Hitchcock was a stickler for the details, and the movie is period-correct in that in those pre-European Union, pre-Chunnel, and pre-terrorism days there was indeed a program in the late 60's and early 70's to encourage British citizens to visit French coastal beaches and resort towns for the day. The day pass was just that though, a day pass only and you better be on the last ferry coming back to the U.K. before midnight. In practice, it mostly was just used as a French beach pass. If you tried to check into a French hotel or do anything serious to travel in the French interior, you still needed a passport. You still had to register your day trip with the ferry line and receive a day pass stub and every ferry company had a French customs representative. The thinking was to not unduly hassle British citizens by making them have to carry their passports who only want to just lie on a French beach for a few hours. The day pass phenomenon became a casualty however of the so-called "Golden Age" of skyjacking, which ran from 1968 through 1979, and into the 1980s in parts of the world, with attacks tapering off after new travel and cross-border regulations made all modes of travel much more scrutinized and difficult.

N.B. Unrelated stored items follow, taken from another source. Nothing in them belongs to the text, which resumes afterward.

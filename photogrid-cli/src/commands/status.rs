//! `photogrid status` — last refresh outcome and visibility.

use std::path::{Path, PathBuf};

use anyhow::{Context, Result};
use chrono::{DateTime, Utc};
use clap::Args;
use colored::Colorize;
use serde::Serialize;
use tabled::{settings::Style, Table, Tabled};

use photogrid_core::{registry, types::Gallery, SyncStatus};
use photogrid_sync::state_store;

/// Arguments for `photogrid status`.
#[derive(Args, Debug)]
pub struct StatusArgs {
    /// Emit machine-readable JSON.
    #[arg(long)]
    pub json: bool,
}

impl StatusArgs {
    pub fn run(self) -> Result<()> {
        let home: PathBuf = dirs::home_dir().context("could not determine home directory")?;

        let galleries = registry::list_galleries_at(&home)
            .context("failed to load registry — run `photogrid init` first")?;

        let report = build_report(&home, &galleries)?;
        if self.json {
            print_json(report)?;
            return Ok(());
        }

        print_table(report);
        Ok(())
    }
}

#[derive(Debug, Clone)]
struct GalleryStatus {
    gallery: String,
    /// Last recorded refresh outcome; `None` = never refreshed.
    status: Option<SyncStatus>,
    detail: String,
    last_refresh_age: String,
    last_refresh_at: Option<String>,
    photos: usize,
}

#[derive(Debug, Clone)]
struct StatusReport {
    error_count: usize,
    galleries: Vec<GalleryStatus>,
}

#[derive(Serialize)]
struct StatusReportJson {
    summary: StatusSummaryJson,
    galleries: Vec<GalleryStatusJson>,
}

#[derive(Serialize)]
struct StatusSummaryJson {
    galleries: usize,
    errors: usize,
}

#[derive(Serialize)]
struct GalleryStatusJson {
    gallery: String,
    status: String,
    detail: String,
    last_refresh_age: String,
    last_refresh_at: Option<String>,
    photos: usize,
}

#[derive(Tabled)]
struct StatusTableRow {
    #[tabled(rename = "gallery")]
    gallery: String,
    #[tabled(rename = "status")]
    status: String,
    #[tabled(rename = "detail")]
    detail: String,
    #[tabled(rename = "last refresh")]
    last_refresh: String,
    #[tabled(rename = "photos")]
    photos: usize,
}

fn build_report(home: &Path, galleries: &[Gallery]) -> Result<StatusReport> {
    let mut rows = Vec::new();
    for gallery in galleries {
        let state = state_store::load_at(home, &gallery.name.0)
            .with_context(|| format!("failed to load state for '{}'", gallery.name))?;

        let row = match state {
            None => GalleryStatus {
                gallery: gallery.name.0.clone(),
                status: None,
                detail: "no refresh recorded".to_string(),
                last_refresh_age: "never".to_string(),
                last_refresh_at: None,
                photos: 0,
            },
            Some(state) => GalleryStatus {
                gallery: gallery.name.0.clone(),
                detail: state.last_status.status_line(),
                status: Some(state.last_status),
                last_refresh_age: format_datetime_age(state.refreshed_at),
                last_refresh_at: Some(state.refreshed_at.to_rfc3339()),
                photos: state.photos.len(),
            },
        };
        rows.push(row);
    }

    let error_count = rows
        .iter()
        .filter(|r| matches!(r.status, Some(SyncStatus::Error { .. })))
        .count();

    Ok(StatusReport {
        error_count,
        galleries: rows,
    })
}

/// Compact age from a refresh timestamp ("42s", "7m", "3h", "2d").
fn format_datetime_age(timestamp: DateTime<Utc>) -> String {
    let age = Utc::now()
        .signed_duration_since(timestamp)
        .num_seconds()
        .max(0) as u64;
    format_seconds(age)
}

fn format_seconds(seconds: u64) -> String {
    if seconds < 60 {
        return format!("{seconds}s");
    }
    if seconds < 60 * 60 {
        return format!("{}m", seconds / 60);
    }
    if seconds < 60 * 60 * 24 {
        return format!("{}h", seconds / (60 * 60));
    }
    format!("{}d", seconds / (60 * 60 * 24))
}

fn print_json(report: StatusReport) -> Result<()> {
    let payload = StatusReportJson {
        summary: StatusSummaryJson {
            galleries: report.galleries.len(),
            errors: report.error_count,
        },
        galleries: report
            .galleries
            .into_iter()
            .map(|row| GalleryStatusJson {
                gallery: row.gallery,
                status: status_key(row.status.as_ref()).to_string(),
                detail: row.detail,
                last_refresh_age: row.last_refresh_age,
                last_refresh_at: row.last_refresh_at,
                photos: row.photos,
            })
            .collect(),
    };
    println!(
        "{}",
        serde_json::to_string_pretty(&payload).context("failed to serialize status JSON")?
    );
    Ok(())
}

fn print_table(report: StatusReport) {
    println!(
        "photogrid v{} | {} galleries | {} errors",
        env!("CARGO_PKG_VERSION"),
        report.galleries.len(),
        report.error_count,
    );

    if report.galleries.is_empty() {
        println!("No galleries registered.");
        return;
    }

    let separator = "■".repeat(67).bright_black().to_string();
    println!("{separator}");
    println!(
        "Indicators: {} LOADED  {} EMPTY  {} ERROR  {} NEVER REFRESHED",
        status_indicator(Some(&SyncStatus::Loaded { count: 0, updated_at: None })),
        status_indicator(Some(&SyncStatus::Empty)),
        status_indicator(Some(&SyncStatus::Error { message: String::new() })),
        status_indicator(None),
    );
    println!("{separator}");

    let table_rows: Vec<StatusTableRow> = report
        .galleries
        .into_iter()
        .map(|row| StatusTableRow {
            gallery: row.gallery,
            status: status_label(row.status.as_ref()).to_string(),
            detail: row.detail,
            last_refresh: row.last_refresh_age,
            photos: row.photos,
        })
        .collect();
    let mut table = Table::new(table_rows);
    table.with(Style::rounded());
    println!("{table}");
    println!("{separator}");

    if report.error_count > 0 {
        println!("Run 'photogrid refresh --all' to retry failed galleries.");
    }
}

fn status_key(status: Option<&SyncStatus>) -> &'static str {
    match status {
        None => "never_refreshed",
        Some(status) => status.key(),
    }
}

fn status_label(status: Option<&SyncStatus>) -> &'static str {
    match status {
        None => "NEVER REFRESHED",
        Some(SyncStatus::Loading) => "LOADING",
        Some(SyncStatus::Loaded { .. }) => "LOADED",
        Some(SyncStatus::Empty) => "EMPTY",
        Some(SyncStatus::Error { .. }) => "ERROR",
    }
}

fn status_indicator(status: Option<&SyncStatus>) -> String {
    match status {
        None => "■".bright_black().bold().to_string(),
        Some(SyncStatus::Loading) => "■".blue().bold().to_string(),
        Some(SyncStatus::Loaded { .. }) => "■".green().bold().to_string(),
        Some(SyncStatus::Empty) => "■".yellow().bold().to_string(),
        Some(SyncStatus::Error { .. }) => "■".red().bold().to_string(),
    }
}
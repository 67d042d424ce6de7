//! Photogrid — gallery refresh CLI.
//!
//! # Usage
//!
//! ```text
//! photogrid init <name> --url <manifest-url> --site <dir> [--interval <secs>] [--prefetch <n>]
//! photogrid gallery list
//! photogrid refresh <gallery> [--dry-run]
//! photogrid refresh --all [--dry-run]
//! photogrid status [--json]
//! photogrid diff <gallery>
//! photogrid manifest build <photos-dir> --output <gallery.json> [--base-path <prefix>]
//! photogrid daemon start|stop|status|logs
//! ```

mod commands;

use anyhow::Result;
use clap::{Parser, Subcommand};

use commands::{
    daemon::DaemonCommand, diff::DiffArgs, gallery::GalleryCommand, init::InitArgs,
    manifest::ManifestCommand, refresh::RefreshArgs, status::StatusArgs,
};

// ---------------------------------------------------------------------------
// CLI entry point
// ---------------------------------------------------------------------------

#[derive(Parser, Debug)]
#[command(
    name = "photogrid",
    version,
    about = "Fetch photo manifests and render shuffled gallery pages",
    long_about = None,
)]
struct Cli {
    #[command(subcommand)]
    command: Commands,
}

#[derive(Subcommand, Debug)]
enum Commands {
    /// Register a gallery in the photogrid registry.
    Init(InitArgs),

    /// Inspect registered galleries.
    Gallery {
        #[command(subcommand)]
        command: GalleryCommand,
    },

    /// Fetch, shuffle, and render the site for one or all galleries.
    Refresh(RefreshArgs),

    /// Show last refresh outcome across registered galleries.
    Status(StatusArgs),

    /// Show how the remote photo list changed since the last refresh.
    Diff(DiffArgs),

    /// Build a manifest from a local photo directory.
    Manifest {
        #[command(subcommand)]
        command: ManifestCommand,
    },

    /// Manage the photogrid background daemon.
    Daemon {
        #[command(subcommand)]
        command: DaemonCommand,
    },
}

// ---------------------------------------------------------------------------
// Main
// ---------------------------------------------------------------------------

fn main() -> Result<()> {
    let cli = Cli::parse();
    match cli.command {
        Commands::Init(args) => args.run(),
        Commands::Gallery { command } => commands::gallery::run(command),
        Commands::Refresh(args) => args.run(),
        Commands::Status(args) => args.run(),
        Commands::Diff(args) => args.run(),
        Commands::Manifest { command } => commands::manifest::run(command),
        Commands::Daemon { command } => commands::daemon::run(command),
    }
}
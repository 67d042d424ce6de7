//! `photogrid refresh` — fetch, shuffle, and render for one or all galleries.

use std::path::PathBuf;

use anyhow::{Context, Result};
use clap::Args;
use colored::Colorize;
use photogrid_sync::{
    pipeline::{self, RefreshScope},
    RefreshReport, WriteResult,
};

/// Arguments for `photogrid refresh`.
#[derive(Args, Debug)]
pub struct RefreshArgs {
    /// Name of the gallery to refresh (omit when using `--all`).
    pub gallery: Option<String>,

    /// Refresh every registered gallery.
    #[arg(long, conflicts_with = "gallery")]
    pub all: bool,

    /// Show what would be written without actually writing any files.
    #[arg(long)]
    pub dry_run: bool,
}

impl RefreshArgs {
    pub fn run(self) -> Result<()> {
        let home: PathBuf = dirs::home_dir().context("could not determine home directory")?;

        if self.all {
            let reports = pipeline::run(&home, RefreshScope::All, self.dry_run)
                .context("refresh --all failed")?;
            for report in &reports {
                print_report(report, self.dry_run);
            }
            if reports.is_empty() {
                println!("No galleries registered. Run `photogrid init` first.");
            }
        } else {
            let name = self
                .gallery
                .clone()
                .context("provide a gallery name or use --all")?;
            let mut reports =
                pipeline::run(&home, RefreshScope::Gallery(name.clone()), self.dry_run)
                    .with_context(|| format!("refresh failed for '{name}'"))?;
            if let Some(report) = reports.pop() {
                print_report(&report, self.dry_run);
            }
        }

        Ok(())
    }
}

fn print_report(report: &RefreshReport, dry_run: bool) {
    let prefix = if dry_run { "[dry-run] " } else { "" };

    if report.status.is_error() {
        println!(
            "{prefix}{} '{}' — {}",
            "✗".red(),
            report.gallery_name,
            report.status
        );
        if report.writes.is_empty() {
            println!("  previous site contents kept");
        } else {
            print_writes(&report.writes);
        }
        return;
    }

    let written = report
        .writes
        .iter()
        .filter(|r| {
            matches!(
                r,
                WriteResult::Written { .. } | WriteResult::WouldWrite { .. }
            )
        })
        .count();
    let unchanged = report
        .writes
        .iter()
        .filter(|r| matches!(r, WriteResult::Unchanged { .. }))
        .count();

    println!(
        "{prefix}✓ '{}' — {} ({written} written, {unchanged} unchanged)",
        report.gallery_name, report.status,
    );
    print_writes(&report.writes);
}

fn print_writes(writes: &[WriteResult]) {
    for r in writes {
        match r {
            WriteResult::Written { path } => println!("  ✎  {}", path.display()),
            WriteResult::WouldWrite { path } => println!("  ~  {}", path.display()),
            WriteResult::Unchanged { path } => println!("  ·  {}", path.display()),
        }
    }
}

However, your question reminds me of a great true story that I can vouch for that happened to a World War II veteran of the Normandy landings in a neighborhood that I used to live in. His name was Gus, and he was a survivor of the Omaha Beach landings on June 6th, 1944 (D-Day), though he also did get wounded that day.
On the 50th anniversary of the Normandy landings in 1994, various organizations made a special effort to round up any and all surviving veterans for a return to the beachhead. Gus received an invitation to partake in a special ceremony in Normandy, and with much excitement he packed his bags to go back to France for the first time in 50 years. He had his passport when he checked in at the airport counter at O'Hare in Chicago, but somehow the passport had gotten lost on the plane ride over. Upon landing in Paris, and despite helpful airline crew tearing apart his whole seat area, pockets and luggage, all efforts failed to find the passport. Finally, Gus left the plane and walked down the jetway and in a somewhat embarrassed manner reported to French customs and immigration. The French immigration official said "passport please." Gus didn't have one, and proceeded to tell the official the whole story. At the end of it, the immigration official said, "I am afraid you will have to stay in a holding area and take the first flight back to the United States." Gus said, "I'm sorry. It's all my fault. All I can say is, that the last time I came to France, I didn't need a passport." In a very huffy manner, the French immigration official said "That's impossible. A passport has always been the requirement for entering France." Gus said, "Well, the last time I entered France was on June 6th 1944. And I don't remember seeing any French immigration officials on the beach that day."
They let Gus into the country for his visit.